If you'd like to know more about the science as it relates to skin color, you might start here: http://www.livescience.com/34228-wil...razilians.html Not a very scholarly article but we have to start somewhere.
So you assume the darker skin color if they are mixed with a parent who is darker is going to be permanent if they go into a group which is dominantly pale skinned. No, that dark skin is going to disappear in one or two generations. You just don't understand how genetics work. Even mixed people who are predominantly white but like 1/8 african look pale. You need to continue going for darker skin colors for it to not go back to being pale in some generations again. A small drop of darker skin in a sea of paleness is not going to make the skin darker for people. It will disappear if they get with people who are pale.

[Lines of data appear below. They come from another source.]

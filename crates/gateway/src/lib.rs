//! HTTP gateway for kbrelay.
//!
//! Exposes the orchestrator over three transports:
//!
//! - `POST /v1/chat`        : run to completion, JSON result (pieces optionally
//!   pushed to a connection)
//! - `POST /v1/chat/stream` : SSE stream of pieces
//! - `GET  /v1/ws`          : WebSocket; each `sendMessage` frame starts a run
//!   whose pieces are pushed back on the same socket
//!
//! Built on Axum.

pub mod api_v1;

use axum::extract::DefaultBodyLimit;
use axum::http::{HeaderValue, Method, header};
use axum::{
    Router,
    extract::State,
    response::Json,
    routing::get,
};
use serde::Serialize;
use std::sync::Arc;
use tower_http::cors::{AllowOrigin, CorsLayer};
use tracing::{info, warn};

use kbrelay_agent::Orchestrator;
use kbrelay_channels::{CallbackConfig, CallbackSink, ConnectionRegistry};
use kbrelay_core::channel::DeliverySink;

/// Shared application state for the gateway.
pub struct GatewayState {
    pub orchestrator: Orchestrator,
    pub connections: Arc<ConnectionRegistry>,

    /// When set, connection pieces are POSTed to an external connection
    /// manager instead of the local registry.
    pub callback: Option<CallbackConfig>,
    pub http_client: reqwest::Client,
    pub allowed_origins: Vec<String>,
}

pub type SharedState = Arc<GatewayState>;

impl GatewayState {
    pub fn new(orchestrator: Orchestrator, connections: Arc<ConnectionRegistry>) -> Self {
        Self {
            orchestrator,
            connections,
            callback: None,
            http_client: reqwest::Client::new(),
            allowed_origins: Vec::new(),
        }
    }

    /// The sink for pieces addressed to a connection id.
    pub fn connection_sink(&self, connection_id: &str) -> Box<dyn DeliverySink> {
        match &self.callback {
            Some(callback) => Box::new(CallbackSink::new(
                callback.clone(),
                connection_id,
                self.http_client.clone(),
            )),
            None => Box::new(self.connections.sink(connection_id)),
        }
    }
}

/// Build the full router.
///
/// Layers applied:
/// - CORS limited to the configured origins
/// - Request body size limit (1 MB)
/// - HTTP trace logging
pub fn build_router(state: SharedState) -> Router {
    let origins: Vec<HeaderValue> = state
        .allowed_origins
        .iter()
        .filter_map(|o| match o.parse() {
            Ok(v) => Some(v),
            Err(_) => {
                warn!(origin = %o, "Ignoring invalid CORS origin");
                None
            }
        })
        .collect();

    let cors = CorsLayer::new()
        .allow_origin(AllowOrigin::list(origins))
        .allow_methods([Method::GET, Method::POST])
        .allow_headers([header::CONTENT_TYPE])
        .max_age(std::time::Duration::from_secs(3600));

    Router::new()
        .route("/health", get(health_handler))
        .with_state(state.clone())
        .nest("/v1", api_v1::v1_router(state))
        .layer(DefaultBodyLimit::max(1024 * 1024))
        .layer(cors)
        .layer(tower_http::trace::TraceLayer::new_for_http())
}

/// Wire everything from configuration and serve until shutdown.
pub async fn start(config: kbrelay_config::AppConfig) -> Result<(), Box<dyn std::error::Error>> {
    let addr = format!("{}:{}", config.gateway.host, config.gateway.port);

    let backend = kbrelay_providers::build_from_config(&config)?;
    let analytics = kbrelay_telemetry::build_from_config(&config.analytics);
    let orchestrator = kbrelay_agent::build_from_config(&config, backend, analytics.clone());

    let mut state = GatewayState::new(
        orchestrator,
        Arc::new(ConnectionRegistry::from_config(&config.delivery)),
    );
    state.callback = CallbackConfig::from_config(&config.delivery);
    state.allowed_origins = config.gateway.allowed_origins.clone();

    info!(
        addr = %addr,
        backend = %config.backend.base_url,
        analytics = %analytics.name(),
        callback = state.callback.is_some(),
        "Gateway starting"
    );

    let app = build_router(Arc::new(state));
    let listener = tokio::net::TcpListener::bind(&addr).await?;
    axum::serve(listener, app)
        .with_graceful_shutdown(shutdown_signal())
        .await?;

    info!("Gateway stopped");
    Ok(())
}

async fn shutdown_signal() {
    if let Err(e) = tokio::signal::ctrl_c().await {
        warn!(error = %e, "Failed to listen for shutdown signal");
        std::future::pending::<()>().await;
    }
}

// --- Handlers ---

#[derive(Serialize)]
struct HealthResponse {
    status: &'static str,
    version: &'static str,
    active_connections: usize,
}

async fn health_handler(State(state): State<SharedState>) -> Json<HealthResponse> {
    Json(HealthResponse {
        status: "ok",
        version: env!("CARGO_PKG_VERSION"),
        active_connections: state.connections.active_connections().await,
    })
}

Last edited by Nitro Fun; 2016-12-28 at 11:42 PM.
You're literally saying that my words are something other than they are. Intermediate does not mean darker. If you don't realize this, you've entered your own reality separate from logic.
Just to be clear, I am not saying that dark skinned alleles will increase in frequency, but that they will be more spread out as time goes on. I'm assuming that the frequencies will NOT change drastically. As far as I can tell, you are assuming that there will be select pressure for light skin.